Material shown: Begin
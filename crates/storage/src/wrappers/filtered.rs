//! Dataset restriction by filter.

use crate::core::{ItemIter, Storage, apply_edits, require_all};
use crate::error::{StorageError, StorageResult, ValidationError};
use crate::filter::{Filter, SearchFilter};
use crate::meta::StorageMeta;
use crate::types::{Edit, EditResult, Item, Page};

use super::precheck_edits;

/// Storage that exposes only the items matching a filter.
///
/// - searches and counts are narrowed by conjoining the filter
/// - `create` and `update` of items outside the filter are rejected with
///   `ValidationError::FilterRejected`
/// - items outside the filter read as absent, and destroying one is a
///   no-op returning `false`
#[derive(Debug)]
pub struct FilteredStorage<S> {
    inner: S,
    filter: Filter,
}

impl<S: Storage> FilteredStorage<S> {
    /// Wraps `inner`, restricting it to `filter`.
    pub fn new(inner: S, filter: Filter) -> Self {
        Self { inner, filter }
    }

    /// Returns the restricting filter.
    pub fn filter(&self) -> &Filter {
        &self.filter
    }

    /// Returns the wrapped storage.
    pub fn inner(&self) -> &S {
        &self.inner
    }

    fn visible(&self, item: &Item) -> bool {
        self.filter.matches(item, self.inner.meta().attrs())
    }

    fn rejected(&self, item: &Item) -> StorageError {
        StorageError::Validation(ValidationError::FilterRejected {
            storage: self.inner.meta().name().to_string(),
            key: self.inner.meta().key_config().get_key(item),
        })
    }

    fn check_write(&self, item: &Item) -> StorageResult<()> {
        if self.visible(item) {
            Ok(())
        } else {
            Err(self.rejected(item))
        }
    }

    fn read_visible(&self, key: &str) -> StorageResult<Option<Item>> {
        Ok(self.inner.read(key)?.filter(|item| self.visible(item)))
    }
}

impl<S: Storage> Storage for FilteredStorage<S> {
    fn meta(&self) -> &StorageMeta {
        self.inner.meta()
    }

    fn create(&self, item: Item) -> StorageResult<String> {
        self.check_write(&item)?;
        self.inner.create(item)
    }

    fn read(&self, key: &str) -> StorageResult<Option<Item>> {
        self.read_visible(key)
    }

    fn read_all(&self, keys: &[String], error_on_missing: bool) -> StorageResult<Vec<Option<Item>>> {
        let items = self
            .inner
            .read_all(keys, false)?
            .into_iter()
            .map(|item| item.filter(|item| self.visible(item)))
            .collect();
        require_all(self.meta(), keys, items, error_on_missing)
    }

    /// Both the replacement and the stored item must match the filter; a
    /// stored item outside the filter is reported as missing.
    fn update(&self, item: Item) -> StorageResult<Item> {
        self.check_write(&item)?;
        let key = self.meta().key_of(&item)?;
        if self.read_visible(&key)?.is_none() {
            return Err(StorageError::missing(self.meta().name(), key));
        }
        self.inner.update(item)
    }

    fn destroy(&self, key: &str) -> StorageResult<bool> {
        if self.read_visible(key)?.is_none() {
            return Ok(false);
        }
        self.inner.destroy(key)
    }

    fn search(&self, search: &SearchFilter) -> StorageResult<ItemIter<'_>> {
        self.inner.search(&search.and_filter(&self.filter))
    }

    fn count(&self, filter: &Filter) -> StorageResult<u64> {
        self.inner
            .count(&Filter::and([filter.clone(), self.filter.clone()]))
    }

    fn paged_search(
        &self,
        search: &SearchFilter,
        page_key: Option<&str>,
        limit: Option<usize>,
    ) -> StorageResult<Page> {
        self.inner
            .paged_search(&search.and_filter(&self.filter), page_key, limit)
    }

    /// Returns one result per submitted edit.
    ///
    /// Creates and updates outside the filter reject the whole batch before
    /// anything is applied. The remaining edits run in order, so a destroy
    /// sees items created earlier in the same batch.
    fn edit_all(&self, edits: Vec<Edit>) -> StorageResult<Vec<EditResult>> {
        let rejected = precheck_edits(&edits, |edit| match edit {
            Edit::Create(item) | Edit::Update(item) => self.check_write(item),
            Edit::Destroy(_) => Ok(()),
        });
        if let Some(results) = rejected {
            return Ok(results);
        }
        Ok(apply_edits(self, edits))
    }
}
Material shown: End
Once you have read the data, reproduce all of it exactly.

filename crates/storage/src/wrappers/filtered.rs
//! Dataset restriction by filter.

use crate::core::{ItemIter, Storage, apply_edits, require_all};
use crate::error::{StorageError, StorageResult, ValidationError};
use crate::filter::{Filter, SearchFilter};
use crate::meta::StorageMeta;
use crate::types::{Edit, EditResult, Item, Page};

use super::precheck_edits;

/// Storage that exposes only the items matching a filter.
///
/// - searches and counts are narrowed by conjoining the filter
/// - `create` and `update` of items outside the filter are rejected with
///   `ValidationError::FilterRejected`
/// - items outside the filter read as absent, and destroying one is a
///   no-op returning `false`
#[derive(Debug)]
pub struct FilteredStorage<S> {
    inner: S,
    filter: Filter,
}

impl<S: Storage> FilteredStorage<S> {
    /// Wraps `inner`, restricting it to `filter`.
    pub fn new(inner: S, filter: Filter) -> Self {
        Self { inner, filter }
    }

    /// Returns the restricting filter.
    pub fn filter(&self) -> &Filter {
        &self.filter
    }

    /// Returns the wrapped storage.
    pub fn inner(&self) -> &S {
        &self.inner
    }

    fn visible(&self, item: &Item) -> bool {
        self.filter.matches(item, self.inner.meta().attrs())
    }

    fn rejected(&self, item: &Item) -> StorageError {
        StorageError::Validation(ValidationError::FilterRejected {
            storage: self.inner.meta().name().to_string(),
            key: self.inner.meta().key_config().get_key(item),
        })
    }

    fn check_write(&self, item: &Item) -> StorageResult<()> {
        if self.visible(item) {
            Ok(())
        } else {
            Err(self.rejected(item))
        }
    }

    fn read_visible(&self, key: &str) -> StorageResult<Option<Item>> {
        Ok(self.inner.read(key)?.filter(|item| self.visible(item)))
    }
}

impl<S: Storage> Storage for FilteredStorage<S> {
    fn meta(&self) -> &StorageMeta {
        self.inner.meta()
    }

    fn create(&self, item: Item) -> StorageResult<String> {
        self.check_write(&item)?;
        self.inner.create(item)
    }

    fn read(&self, key: &str) -> StorageResult<Option<Item>> {
        self.read_visible(key)
    }

    fn read_all(&self, keys: &[String], error_on_missing: bool) -> StorageResult<Vec<Option<Item>>> {
        let items = self
            .inner
            .read_all(keys, false)?
            .into_iter()
            .map(|item| item.filter(|item| self.visible(item)))
            .collect();
        require_all(self.meta(), keys, items, error_on_missing)
    }

    /// Both the replacement and the stored item must match the filter; a
    /// stored item outside the filter is reported as missing.
    fn update(&self, item: Item) -> StorageResult<Item> {
        self.check_write(&item)?;
        let key = self.meta().key_of(&item)?;
        if self.read_visible(&key)?.is_none() {
            return Err(StorageError::missing(self.meta().name(), key));
        }
        self.inner.update(item)
    }

    fn destroy(&self, key: &str) -> StorageResult<bool> {
        if self.read_visible(key)?.is_none() {
            return Ok(false);
        }
        self.inner.destroy(key)
    }

    fn search(&self, search: &SearchFilter) -> StorageResult<ItemIter<'_>> {
        self.inner.search(&search.and_filter(&self.filter))
    }

    fn count(&self, filter: &Filter) -> StorageResult<u64> {
        self.inner
            .count(&Filter::and([filter.clone(), self.filter.clone()]))
    }

    fn paged_search(
        &self,
        search: &SearchFilter,
        page_key: Option<&str>,
        limit: Option<usize>,
    ) -> StorageResult<Page> {
        self.inner
            .paged_search(&search.and_filter(&self.filter), page_key, limit)
    }

    /// Returns one result per submitted edit.
    ///
    /// Creates and updates outside the filter reject the whole batch before
    /// anything is applied. The remaining edits run in order, so a destroy
    /// sees items created earlier in the same batch.
    fn edit_all(&self, edits: Vec<Edit>) -> StorageResult<Vec<EditResult>> {
        let rejected = precheck_edits(&edits, |edit| match edit {
            Edit::Create(item) | Edit::Update(item) => self.check_write(item),
            Edit::Destroy(_) => Ok(()),
        });
        if let Some(results) = rejected {
            return Ok(results);
        }
        Ok(apply_edits(self, edits))
    }
}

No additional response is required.